The darker the sky, the better the stars. Try to set up in a location with minimal light pollution, because it might be hard to believe but that city 50 miles away will definitely show up in your pictures.
You absolutely want to use manual settings with manual focus when you’re taking pictures of stars. Again use the fastest f-stop that you can. I use f/3.5, but the lower the number the better. If I could use f/2.8 I would. The shutter speed will change depending on the camera, but a basic rule for beginners is take the longest exposure possible before star trails start forming (your stars start looking like lines instead of dots). The last thing is to adjust your ISO setting. Ideally you want your ISO to be as low as possible, because the higher the ISO the grainier the photograph. But you also don’t want to be stingy with your ISO. What’s the point of taking pictures of the night sky if you can’t see anything? What I do is set my f-stop to f/3.5 and my shutter speed to 25 seconds (the limit of my camera) and then I set my ISO to ISO 800. If that’s too dark I change to ISO 1600 and take the picture again. Again if my picture is too dark I increase my ISO again. I personally never shoot higher than ISO 3200, because my camera is not made for low light and the image quality is seriously affected, but higher quality cameras can handle much higher ISO.
To photograph stars, you want to focus your lens to infinity. It’s a little confusing, but a lot of lenses aren’t at infinity if you turn your focus all the way in one direction. To focus my camera, I zoom all the way in on the brightest star in the sky and then manually adjust my focus. I then VERY CAREFULLY zoom back out, and then my camera is in focus. This won’t work for everyone, but it’s the way I do it.
Put your camera on your tripod, and set up what you think will be a nice shot (some guesswork involved). I actually hang a weight from my tripod to help weight it down (to prevent shaking in the wind). Press the trigger, and hopefully you’ll get something like this:
Unaltered photograph of the Milky Way using 25 second exposure, f/3.5, ISO 3200.
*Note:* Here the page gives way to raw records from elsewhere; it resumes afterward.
use std::collections::BTreeMap;

use crate::models::{ChargingPoint, CurrentTiers};

pub(crate) type Points = BTreeMap<String, ChargingPoint>;

/// Return the current drawn by all plugged points.
pub(crate) fn allocated_current(points: &Points) -> u64 {
    points
        .values()
        .filter(|point| point.is_plugged())
        .map(|point| u64::from(point.current()))
        .sum()
}

/// Names of the plugged points matching `filter`, the longest charging first.
///
/// Points plugged in the same millisecond are ordered by name.
fn plugged_by_age(points: &Points, filter: impl Fn(&ChargingPoint) -> bool) -> Vec<String> {
    let mut candidates: Vec<&ChargingPoint> = points
        .values()
        .filter(|point| point.is_plugged() && filter(point))
        .collect();
    candidates.sort_by(|a, b| {
        a.plug_in_timestamp()
            .cmp(&b.plug_in_timestamp())
            .then_with(|| a.name().cmp(b.name()))
    });
    candidates
        .into_iter()
        .map(|point| point.name().to_string())
        .collect()
}

/// Put the points charging the longest to the low current until another
/// high current grant fits under the ceiling.
pub(crate) fn throttle(points: &mut Points, tiers: &CurrentTiers) {
    let max = u64::from(tiers.max);
    let high = u64::from(tiers.high);

    for name in plugged_by_age(points, |point| point.current() > tiers.low) {
        if allocated_current(points) + high <= max {
            break;
        }
        if let Some(point) = points.get_mut(&name) {
            tracing::debug!("Throttling {} to {}A", name, tiers.low);
            point.set_current(tiers.low);
        }
    }
}

/// Give the high current back to slow charging points, in plug-in order,
/// as long as the ceiling allows it.
pub(crate) fn boost(points: &mut Points, tiers: &CurrentTiers) {
    let max = u64::from(tiers.max);
    let step = u64::from(tiers.high - tiers.low);

    for name in plugged_by_age(points, |point| point.current() < tiers.high) {
        if allocated_current(points) + step > max {
            break;
        }
        if let Some(point) = points.get_mut(&name) {
            tracing::info!("Boosting {} to {}A", name, tiers.high);
            point.set_current(tiers.high);
        }
    }
}
use std::sync::Arc;

use carpark_core::ChargingPark;

/// Application state shared by all handlers
#[derive(Clone)]
pub struct AppState {
    park: Arc<ChargingPark>,
}

impl AppState {
    pub fn new(park: ChargingPark) -> Self {
        Self {
            park: Arc::new(park),
        }
    }

    /// Run `op` on the park outside the async runtime, saving the state
    /// blocks on file I/O.
    pub async fn with_park<T, F>(&self, op: F) -> Result<T, tokio::task::JoinError>
    where
        F: FnOnce(&ChargingPark) -> T + Send + 'static,
        T: Send + 'static,
    {
        let park = Arc::clone(&self.park);
        tokio::task::spawn_blocking(move || op(park.as_ref())).await
    }
}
I’m not going to go into a lot of detail about how to post-process, but I think it’s important for newcomers to understand that post-processing is necessary for the night sky photos you’re accustomed to seeing. I don’t care how expensive someone’s camera is or how well they can compose a shot, everyone needs post-processing to produce proper night sky photos. Again the internet knows everything about post-processing, so I recommend watching a few instructional videos on the topic. Just don’t be discouraged if the pictures coming directly out of your camera aren’t what you were hoping for. As long as the information is recorded somewhere in the photo, you’ll be able to bring it forth after the fact.
As an example:
Unaltered photograph of the observation tower using 25 second exposure, f/3.5, ISO 1600.
Same photo as above after post-processing.
I know this wasn’t a comprehensive lesson, but I hope it was enough information for anyone who’s been wanting to try astrophotography. Hopefully this will encourage you to go give it a try. From one astroadmirer to another, good luck!